Ce travail de modélisation a permis de mettre en évidence les conséquences de l’hétérogénéité des conditions thermiques au cours des essais d’écaillage actuels et la dispersion des résultats de dégradation qui peut en résulter. Un aspect qui a été négligé dans les études antérieures. Cependant, il constitue un paramètre essentiel pour assurer la fiabilité d’un essai d’évaluation des performances du béton.

De plus, la campagne d’analyse de variabilité climatique a mis en évidence un manque de représentativité du cycle thermique. Cycle appliqué dans le cadre des essais normatifs actuels de caractérisation de la résistance du béton à l’écaillage vis-à-vis des conditions climatiques réelles de gel/dégel. Il a été constaté que l’amplitude totale du cycle thermique n’a jamais été égale à 40 °C, mais plutôt à 15 °C à 20 °C. Cette fourchette semble être représentative des pays nordiques, selon les données des sites officiels météorologiques. Ainsi, l’amplitude se traduit par des cycles de gel/dégel de “+ 5 °C/- 10 °C ou – 15 °C” pour un climat de montagne en Europe occidentale et septentrionale. Et de “- 10 °C/- 25 °C” pour un environnement très sévère en climat continental où la phase de gel persiste.

IV – Qu’apporte cette thèse de nouveau ? Quels en sont les points exploitables immédiatement ?
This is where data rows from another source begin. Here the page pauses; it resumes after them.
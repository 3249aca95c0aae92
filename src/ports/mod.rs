//! Ports (traits) for the collaborators of the protocol core
//!
//! The core depends on these abstractions, not on a concrete reader driver
//! or storage backend. `TagSession` stands in for the contactless transport,
//! `KeyStore` for wherever role key material lives.

mod key_store;
mod tag_session;

pub use key_store::KeyStore;
pub use tag_session::{FaultKind, TagResult, TagSession, TransportFault};
//! Create use case
//!
//! Turns a blank card into an openkey card owned by nobody: the card master
//! key moves to a producer-derived key, the openkey application is built,
//! and every owner slot is parked on its transport key.

use tracing::{debug, info};

use crate::error::OpenkeyResult;
use crate::model::{
    ApplicationId, CardId, CardName, DerivedKey, Operation, ProducerMaterial, StatusCode,
};
use crate::ports::{FaultKind, TagSession};

use super::channel::Channel;
use super::layout::{install_application, picc_master_key};

/// Provision a blank card
///
/// # Arguments
///
/// * `tag` - Session with the card, borrowed for this operation only
/// * `producer` - Material of a bootstrapped producer
/// * `name` - Label written to the card
/// * `key_len` - Length of the card keys
///
/// # Returns
///
/// The freshly generated CardId
///
/// # Errors
///
/// Returns a status error if the card already carries the openkey
/// application, or a transport error when a tag call fails.
pub fn create_card<T: TagSession>(
    tag: &mut T,
    producer: &ProducerMaterial,
    name: &CardName,
    key_len: usize,
) -> OpenkeyResult<CardId> {
    let mut channel = Channel::new(Operation::Create);

    let uid = channel.call(StatusCode::ReadUid, tag.uid())?;
    debug!(uid = %hex::encode(&uid), "Creating card");

    // A blank card has no openkey application; anything else is not blank
    match tag.select_application(ApplicationId::OPENKEY) {
        Ok(()) => return Err(channel.fail(StatusCode::ApplicationPresent)),
        Err(fault) if fault.kind == FaultKind::NotFound => channel.tolerate(fault),
        Err(fault) => return channel.call(StatusCode::ApplicationSelect, Err(fault)),
    }

    channel.call(
        StatusCode::ApplicationSelect,
        tag.select_application(ApplicationId::PICC),
    )?;
    channel.call(
        StatusCode::PiccAuthenticate,
        tag.authenticate(0, &DerivedKey::zeroed(key_len)),
    )?;

    let picc_key = picc_master_key(&producer.master, &uid, key_len)?;
    channel.call(StatusCode::PiccChangeKey, tag.change_key(0, &picc_key))?;
    channel.call(StatusCode::PiccAuthenticate, tag.authenticate(0, &picc_key))?;

    let card_id = CardId::generate()?;
    install_application(
        &mut channel,
        tag,
        &producer.master,
        &uid,
        name,
        &card_id,
        key_len,
    )?;

    info!(%card_id, %name, "Card created");
    Ok(card_id)
}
Le cycle “+ 20 °C/- 20 °C” est loin d’être représentatif des conditions réelles de gel/dégel que le béton pourrait subir, même dans les conditions de climat sévère. L’analyse critique ainsi établie, l’apport essentiel de cette étude réside dans la proposition d’un cycle pertinent qui a été avancé sur la base des conditions climatiques de gel/dégel observées dans les pays à climat modéré et sévère. Cet état de fait amène à proposer le “+ 5 °C/- 15 °C” comme cycle alternatif caractérisé par une amplitude totale de 20 °C au lieu des 40 °C habituels. Et une vitesse de gel ne dépassant pas 2 °C/h…
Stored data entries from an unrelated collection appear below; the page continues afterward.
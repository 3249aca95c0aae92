//! Error translation
//!
//! The protocol layer and the tag transport report failures through one
//! channel. A failed step yields a raw status code and, if the transport
//! signalled something during the operation, a [`TransportFault`]. Whether
//! that fault explains the failure depends on the step: only codes of steps
//! known to issue tag I/O for the given operation are blamed on the
//! transport.

use tracing::debug;

use crate::error::{OpenkeyError, ProtocolError, TransportError};
use crate::model::{Operation, StatusCode};
use crate::ports::{FaultKind, TransportFault};

const CREATE_TAG_CODES: &[StatusCode] = &[
    StatusCode::ReadUid,
    StatusCode::PiccAuthenticate,
    StatusCode::PiccChangeKey,
    StatusCode::ApplicationCreate,
    StatusCode::ApplicationSelect,
    StatusCode::ApplicationAuthenticate,
    StatusCode::ApplicationChangeKey,
    StatusCode::CardNameWrite,
    StatusCode::SlotChangeKey,
    StatusCode::SlotAuthenticate,
    StatusCode::CardIdWrite,
    StatusCode::DescriptorWrite,
];

const OWN_TAG_CODES: &[StatusCode] = &[
    StatusCode::ReadUid,
    StatusCode::ApplicationSelect,
    StatusCode::SlotChangeKey,
    StatusCode::SlotAuthenticate,
    StatusCode::CardIdRead,
    StatusCode::DescriptorWrite,
];

const AUTHENTICATE_TAG_CODES: &[StatusCode] = &[
    StatusCode::ReadUid,
    StatusCode::ApplicationSelect,
    StatusCode::SlotAuthenticate,
    StatusCode::CardIdRead,
    StatusCode::DescriptorRead,
];

/// Codes of `operation` that may be attributed to the transport
///
/// Recreate has no list: its reset step does not distinguish causes, so
/// every transport signal is reported as a reset failure.
pub fn transport_codes(operation: Operation) -> Option<&'static [StatusCode]> {
    match operation {
        Operation::Create => Some(CREATE_TAG_CODES),
        Operation::Own => Some(OWN_TAG_CODES),
        Operation::Authenticate => Some(AUTHENTICATE_TAG_CODES),
        Operation::Recreate => None,
    }
}

/// Decide how a failed step of `operation` is reported
pub fn translate(
    operation: Operation,
    code: StatusCode,
    signal: Option<&TransportFault>,
) -> OpenkeyError {
    let Some(fault) = signal else {
        return ProtocolError::Status { operation, code }.into();
    };

    match transport_codes(operation) {
        None => {
            debug!(%operation, code = code.code(), "Reporting coarse reset failure");
            TransportError::Reset {
                detail: fault.to_string(),
            }
            .into()
        }
        Some(codes) if codes.contains(&code) => {
            debug!(%operation, code = code.code(), kind = ?fault.kind, "Attributing failure to transport");
            TransportError::from(fault).into()
        }
        Some(_) => {
            debug!(%operation, code = code.code(), "Ignoring unrelated transport signal");
            ProtocolError::Status { operation, code }.into()
        }
    }
}

impl From<&TransportFault> for TransportError {
    fn from(fault: &TransportFault) -> Self {
        let detail = fault.detail.clone();
        match fault.kind {
            FaultKind::AuthenticationError => TransportError::AuthenticationMismatch { detail },
            FaultKind::PermissionDenied => TransportError::PermissionDenied { detail },
            FaultKind::NotFound => TransportError::NotFound { detail },
            FaultKind::Communication => TransportError::Communication { detail },
            FaultKind::TagRemoved => TransportError::CardRemoved,
            FaultKind::Other => TransportError::Unknown { detail },
        }
    }
}

#[cfg(test)]
mod tests {
    use super::*;

    const ALL_CODES: &[StatusCode] = &[
        StatusCode::ReadUid,
        StatusCode::PiccAuthenticate,
        StatusCode::PiccChangeKey,
        StatusCode::PiccFormat,
        StatusCode::ApplicationPresent,
        StatusCode::ApplicationCreate,
        StatusCode::ApplicationSelect,
        StatusCode::ApplicationAuthenticate,
        StatusCode::ApplicationChangeKey,
        StatusCode::CardNameWrite,
        StatusCode::SlotChangeKey,
        StatusCode::SlotAuthenticate,
        StatusCode::CardIdWrite,
        StatusCode::CardIdRead,
        StatusCode::CardIdMalformed,
        StatusCode::DescriptorWrite,
        StatusCode::DescriptorRead,
        StatusCode::DescriptorMalformed,
        StatusCode::PasswordModeMismatch,
        StatusCode::SlotNotOwned,
    ];

    fn auth_fault() -> TransportFault {
        TransportFault::new(FaultKind::AuthenticationError, "integrity error")
    }

    fn is_protocol_status(err: &OpenkeyError, expected: StatusCode) -> bool {
        matches!(
            err,
            OpenkeyError::Protocol(ProtocolError::Status { code, .. }) if *code == expected
        )
    }

    #[test]
    fn test_no_signal_always_reports_protocol_error() {
        for operation in [
            Operation::Create,
            Operation::Recreate,
            Operation::Own,
            Operation::Authenticate,
        ] {
            for &code in ALL_CODES {
                let err = translate(operation, code, None);
                assert!(is_protocol_status(&err, code), "{operation} {code}: {err}");
            }
        }
    }

    #[test]
    fn test_allow_listed_codes_with_signal_report_transport_error() {
        for operation in [Operation::Create, Operation::Own, Operation::Authenticate] {
            let codes = transport_codes(operation).unwrap();
            for &code in codes {
                let err = translate(operation, code, Some(&auth_fault()));
                assert!(
                    matches!(
                        err,
                        OpenkeyError::Transport(TransportError::AuthenticationMismatch { .. })
                    ),
                    "{operation} {code}: {err}"
                );
            }
        }
    }

    #[test]
    fn test_unlisted_codes_ignore_signal() {
        for operation in [Operation::Create, Operation::Own, Operation::Authenticate] {
            let codes = transport_codes(operation).unwrap();
            for &code in ALL_CODES.iter().filter(|c| !codes.contains(*c)) {
                let err = translate(operation, code, Some(&auth_fault()));
                assert!(is_protocol_status(&err, code), "{operation} {code}: {err}");
            }
        }
    }

    #[test]
    fn test_allow_lists_differ_per_operation() {
        let err = translate(
            Operation::Own,
            StatusCode::PiccAuthenticate,
            Some(&auth_fault()),
        );
        assert!(is_protocol_status(&err, StatusCode::PiccAuthenticate));

        let err = translate(
            Operation::Create,
            StatusCode::PiccAuthenticate,
            Some(&auth_fault()),
        );
        assert!(matches!(err, OpenkeyError::Transport(_)));
    }

    #[test]
    fn test_recreate_translation_is_coarse() {
        for &code in ALL_CODES {
            let fault = TransportFault::new(FaultKind::Communication, "timeout");
            let err = translate(Operation::Recreate, code, Some(&fault));
            assert!(matches!(
                err,
                OpenkeyError::Transport(TransportError::Reset { .. })
            ));
        }
    }

    #[test]
    fn test_fault_kind_mapping() {
        let removed = TransportFault::new(FaultKind::TagRemoved, "gone");
        assert_eq!(TransportError::from(&removed), TransportError::CardRemoved);

        let missing = TransportFault::new(FaultKind::NotFound, "file 0x21");
        assert_eq!(
            TransportError::from(&missing),
            TransportError::NotFound {
                detail: "file 0x21".to_string()
            }
        );
    }
}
Les paramètres de ce cycle ont permis d’assurer un fonctionnement optimal de l’enceinte climatique. Ceci s’est traduit par une distribution de température homogène dans les différentes positions de celle-ci, contrairement à ce qui a été le cas avec le cycle “+ 20 °C/- 20 °C”.

Evolutions des températures dans les saumures des éprouvettes au cours du cycle “+ 5 C/- 15 °C”.
[© Sara Al Haj Sleiman]
Evolutions des températures dans les saumures des éprouvettes au cours du cycle “+ 5 C/- 15 °C”. [© Sara Al Haj Sleiman]
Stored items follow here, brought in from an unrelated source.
//! Key derivation engine
//!
//! Direct derivation is an HMAC-SHA256 counter-mode KDF (NIST SP 800-108).
//! Each block is `HMAC(master, i || label || 0x00 || aid || key_no || data || L)`,
//! where `i` is a one-byte block counter, `aid` is a 32-bit big-endian
//! application id, and `L` is the output length in bits as a 32-bit
//! big-endian value. Output is the concatenation of blocks, truncated.
//!
//! Password derivation feeds the direct derivation into PBKDF2-HMAC-SHA256
//! as salt, with the password as PBKDF2 password and the caller's iteration
//! count.

use hmac::Mac;
use pbkdf2::pbkdf2_hmac;
use sha2::Sha256;
use zeroize::Zeroizing;

use super::primitives::{ensure_initialized, new_mac};
use crate::error::CryptoError;
use crate::model::{DerivedKey, MasterSecret};

const LABEL: &[u8] = b"openkey kdf";
const BLOCK_LEN: usize = 32;

/// Length of the intermediate key used as PBKDF2 salt
const PASSWORD_SALT_LEN: usize = 32;

/// Largest output a single derivation can produce
pub const MAX_OUTPUT_LEN: usize = 255 * BLOCK_LEN;

/// Derive a key into `derived_key`
///
/// # Errors
///
/// Fails if the primitive library cannot be initialized, if `master_key` or
/// `data` is empty, or if `derived_key` is empty or longer than
/// [`MAX_OUTPUT_LEN`].
pub fn kdf(
    master_key: &[u8],
    aid: u32,
    key_no: u8,
    data: &[u8],
    derived_key: &mut [u8],
) -> Result<(), CryptoError> {
    ensure_initialized()?;

    if master_key.is_empty() {
        return Err(CryptoError::EmptyInput {
            input: "master key",
        });
    }
    if data.is_empty() {
        return Err(CryptoError::EmptyInput {
            input: "context data",
        });
    }
    check_output_len(derived_key.len())?;

    let length_bits = (derived_key.len() as u32) * 8;

    for (index, chunk) in derived_key.chunks_mut(BLOCK_LEN).enumerate() {
        let counter = (index + 1) as u8;

        let mut mac = new_mac(master_key)?;
        mac.update(&[counter]);
        mac.update(LABEL);
        mac.update(&[0x00]);
        mac.update(&aid.to_be_bytes());
        mac.update(&[key_no]);
        mac.update(data);
        mac.update(&length_bits.to_be_bytes());

        let block = mac.finalize().into_bytes();
        chunk.copy_from_slice(&block[..chunk.len()]);
    }

    Ok(())
}

/// Derive a password-hardened key into `derived_key`
///
/// `iterations` has to be stored next to whatever the key protects: the same
/// count must be replayed to recompute the key.
///
/// # Errors
///
/// Same as [`kdf`], and additionally fails on an empty password or an
/// iteration count of zero.
pub fn pbkdf(
    master_key: &[u8],
    aid: u32,
    key_no: u8,
    data: &[u8],
    password: &[u8],
    iterations: u32,
    derived_key: &mut [u8],
) -> Result<(), CryptoError> {
    if password.is_empty() {
        return Err(CryptoError::EmptyInput { input: "password" });
    }
    if iterations == 0 {
        return Err(CryptoError::InvalidIterations);
    }
    check_output_len(derived_key.len())?;

    let mut salt = Zeroizing::new([0u8; PASSWORD_SALT_LEN]);
    kdf(master_key, aid, key_no, data, &mut salt[..])?;

    pbkdf2_hmac::<Sha256>(password, &salt[..], iterations, derived_key);
    Ok(())
}

/// Derive a key of `len` bytes from a role's master secret
pub fn derive(
    master: &MasterSecret,
    aid: u32,
    key_no: u8,
    data: &[u8],
    len: usize,
) -> Result<DerivedKey, CryptoError> {
    let mut out = vec![0u8; len];
    kdf(master.as_bytes(), aid, key_no, data, &mut out)?;
    Ok(DerivedKey::from_vec(out))
}

/// Derive a password-hardened key of `len` bytes from a role's master secret
pub fn derive_with_password(
    master: &MasterSecret,
    aid: u32,
    key_no: u8,
    data: &[u8],
    password: &[u8],
    iterations: u32,
    len: usize,
) -> Result<DerivedKey, CryptoError> {
    let mut out = vec![0u8; len];
    pbkdf(
        master.as_bytes(),
        aid,
        key_no,
        data,
        password,
        iterations,
        &mut out,
    )?;
    Ok(DerivedKey::from_vec(out))
}

fn check_output_len(len: usize) -> Result<(), CryptoError> {
    if len == 0 {
        return Err(CryptoError::ZeroLengthOutput);
    }
    if len > MAX_OUTPUT_LEN {
        return Err(CryptoError::OutputTooLong {
            requested: len,
            max: MAX_OUTPUT_LEN,
        });
    }
    Ok(())
}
Ceci a été vérifié dans plusieurs enceintes climatiques, de puissances et de modèles différents, dans le cadre d’un essai d’inter-comparaison franco-suisse. La dispersion inter-laboratoires a été réduite dans le cas des essais réalisés avec le “+ 5 °C/- 15 °C”, ce qui est un résultat important.

Des essais inter-laboratoires à plus grande échelle devraient être réalisés en incluant au moins huit laboratoires. De quoi permettre de faire évoluer l’essai normatif d’évaluation de la résistance du béton à l’écaillage qui, par son manque de fiabilité actuel, ne peut pas être considéré comme un essai de performances, mais plutôt un essai crible.

Sara Al Haj Sleiman, Ingénieure – Docteure en génie civil de l’Ecole centrale de Nantes

1Intitulée “Vers une évolution du protocole de qualification des bétons exposés au gel-dégel en présence des sels de déverglaçage : apports de la modélisation multi-échelles conjointe à une analyse de la variabilité climatique”, la thèse de Sara Al Haj Sleiman a été réalisée sous Convention industrielle de formation par la recherche (Cifre). Ceci, en associant le Syndicat français de l’industrie cimentière (Sfic) et l’Ecole Centrale de Nantes (laboratoire GeM). Cette thèse a été récompensée par le prix RSE, délivré par la Fondation Ecole française du béton, en juillet 2021. Et par le premier prix du concours Trophées Thèses 2022, organisé par la fondation Excellence SMA, remis en octobre 2022 au salon Batimat.

Article paru dans le n°105 de Béton[s] le Magazine.